I recently encountered a result about vector bundles on Abelian varieties, which I found interesting. It characterizes homogeneous (translation invariant) vector bundles on Abelian varieties. More precisely any such vector bundle is in the form of $\bigoplus_L L\otimes U_L $, where $U_L$ is a unipotent vector bundle i.e. constructed by successive extensions of trivial line bundle and $L$ is an algebraically trivial line bundle. I wasn't able to find a stand-alone proof of this fact. All proves eventually refer to "M. Miyanishi, Some remarks on algebraic homogeneous vector bundles, in: Number theory, algebraic geometry and commutative algebra, 71–93, Kinokuniya, Tokyo, 1973.". It seems that this reference doesn't exist any more! (at least online). I'd appreciate if anyone knows where to find a proof of this fact.

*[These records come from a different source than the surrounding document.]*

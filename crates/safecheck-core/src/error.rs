//! Core error types for safecheck-core.
//!
//! Errors are grouped by how the caller should react: validation failures
//! never reach state mutation, conflicts mean another actor got there first,
//! and database errors are fatal for the current operation.

use std::path::PathBuf;
use thiserror::Error;

/// Core error type for safecheck-core.
#[derive(Error, Debug)]
pub enum CoreError {
    /// Malformed input, rejected before any side effect
    #[error("Validation error: {0}")]
    Validation(#[from] ValidationError),

    /// Actor is not permitted to act on the target
    #[error("Moderator {moderator_id} is not permitted to act on {entity} {id}")]
    Unauthorized {
        moderator_id: i64,
        entity: &'static str,
        id: i64,
    },

    /// Stale or out-of-order transition
    #[error("Conflict: {0}")]
    Conflict(#[from] ConflictError),

    /// Referenced record does not exist
    #[error("{entity} {id} not found")]
    NotFound { entity: &'static str, id: i64 },

    /// A submitted PIN matched neither stored hash.
    ///
    /// Deliberately carries no detail: every wrong PIN looks the same.
    #[error("Invalid PIN")]
    InvalidPin,

    /// Data-access failures
    #[error("Database error: {0}")]
    Database(#[from] DatabaseError),

    /// Configuration-related errors
    #[error("Configuration error: {0}")]
    Config(#[from] ConfigError),

    /// PIN hashing failed (bad parameters, corrupt hash)
    #[error("Credential error: {0}")]
    Credential(String),

    /// Serialization/deserialization errors
    #[error("JSON error: {0}")]
    Json(#[from] serde_json::Error),
}

/// Database-specific errors.
#[derive(Error, Debug)]
pub enum DatabaseError {
    /// Failed to open database connection
    #[error("Failed to open database at {path}: {source}")]
    OpenFailed {
        path: PathBuf,
        #[source]
        source: rusqlite::Error,
    },

    /// Query execution failed
    #[error("Query failed: {0}")]
    QueryFailed(String),

    /// Migration failed
    #[error("Database migration failed: {0}")]
    MigrationFailed(String),

    /// Database is locked
    #[error("Database is locked")]
    Locked,

    /// A stored value could not be mapped back to a domain type
    #[error("Corrupt value in column '{column}': {value}")]
    CorruptValue { column: &'static str, value: String },

    /// The connection mutex was poisoned by a panicking holder
    #[error("Database connection poisoned")]
    Poisoned,
}

/// Configuration-specific errors.
#[derive(Error, Debug)]
pub enum ConfigError {
    /// Failed to load configuration
    #[error("Failed to load configuration from {path}: {message}")]
    LoadFailed { path: PathBuf, message: String },

    /// Failed to save configuration
    #[error("Failed to save configuration to {path}: {message}")]
    SaveFailed { path: PathBuf, message: String },

    /// Invalid configuration value
    #[error("Invalid configuration value for '{key}': {message}")]
    InvalidValue { key: String, message: String },

    /// Unknown configuration key
    #[error("Unknown configuration key: {0}")]
    UnknownKey(String),

    /// Could not resolve the data directory
    #[error("Cannot resolve data directory: {0}")]
    DataDir(String),
}

/// Validation errors.
#[derive(Error, Debug, Clone, PartialEq, Eq)]
pub enum ValidationError {
    /// PIN is not 4-6 ASCII digits
    #[error("PIN must be 4-6 digits")]
    PinFormat,

    /// Safe and danger PIN are identical
    #[error("Safe PIN and danger PIN must be different")]
    PinsIdentical,

    /// Time of day does not match HH:MM[:SS]
    #[error("Invalid time '{0}'; use HH:MM or HH:MM:SS")]
    TimeFormat(String),

    /// Weekday name not recognised
    #[error("Invalid day '{0}'")]
    Weekday(String),

    /// Required field missing or empty
    #[error("Missing required field '{0}'")]
    MissingField(&'static str),

    /// Value is not a member of the closed set for this field
    #[error("Invalid value for '{field}': {value}")]
    InvalidValue { field: &'static str, value: String },
}

/// Conflicting transitions. The operation was rejected without mutation.
#[derive(Error, Debug, Clone, PartialEq, Eq)]
pub enum ConflictError {
    /// Check-in is not in a state that permits the transition
    #[error("Check-in {checkin_id} is {status}; cannot {operation}")]
    StaleCheckin {
        checkin_id: i64,
        status: String,
        operation: &'static str,
    },

    /// Snooze cap reached
    #[error("Maximum snooze attempts reached for check-in {0}")]
    SnoozeLimit(i64),

    /// PINs exist; changing them requires the current safe PIN
    #[error("PINs are already configured for user {0}")]
    PinsAlreadySet(i64),

    /// Alert already in a terminal state
    #[error("Alert {alert_id} is already {status}")]
    AlertClosed { alert_id: i64, status: String },

    /// Alert status change not permitted from the current status
    #[error("Alert {alert_id} cannot move from {from} to {to}")]
    AlertTransition {
        alert_id: i64,
        from: String,
        to: String,
    },
}

/// Errors reported by a push channel for one send.
///
/// Never surfaced to callers of the engine: stored on the attempt row.
#[derive(Error, Debug, Clone, PartialEq, Eq)]
pub enum DeliveryError {
    /// Provider rejected the token as unknown or expired
    #[error("Token is unregistered")]
    Unregistered,

    /// Provider returned a non-success status
    #[error("Provider error: HTTP {status}: {message}")]
    Provider { status: u16, message: String },

    /// Network-level failure
    #[error("Transport error: {0}")]
    Transport(String),

    /// Send exceeded the configured timeout
    #[error("Send timed out after {0} ms")]
    Timeout(u64),

    /// Channel is not configured (missing credentials)
    #[error("Channel not configured: {0}")]
    NotConfigured(String),
}

// Helper implementations for converting from other error types

impl From<rusqlite::Error> for DatabaseError {
    fn from(err: rusqlite::Error) -> Self {
        match &err {
            rusqlite::Error::SqliteFailure(e, _msg) => {
                if e.code == rusqlite::ErrorCode::DatabaseLocked
                    || e.code == rusqlite::ErrorCode::DatabaseBusy
                {
                    DatabaseError::Locked
                } else {
                    DatabaseError::QueryFailed(err.to_string())
                }
            }
            _ => DatabaseError::QueryFailed(err.to_string()),
        }
    }
}

impl From<rusqlite::Error> for CoreError {
    fn from(err: rusqlite::Error) -> Self {
        CoreError::Database(err.into())
    }
}

impl From<reqwest::Error> for DeliveryError {
    fn from(err: reqwest::Error) -> Self {
        DeliveryError::Transport(err.to_string())
    }
}

/// Result type alias for CoreError
pub type Result<T, E = CoreError> = std::result::Result<T, E>;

What I was also interested was understanding the homogeneous sub-bundles of a homogeneous vector bundle. I was wondering whether the proof implies existence of any characterization of such sub-bundles or not? (like does it necessarily imply a homogeneous sub-bundle of $\bigoplus_{L\in A} L\otimes U_L $, is something like $\bigoplus_{L\in B \subseteq A} L\otimes U'_L $, where $U'_L$ is a unipotent sub-bundle of $U_L$ with unipotent quotient. )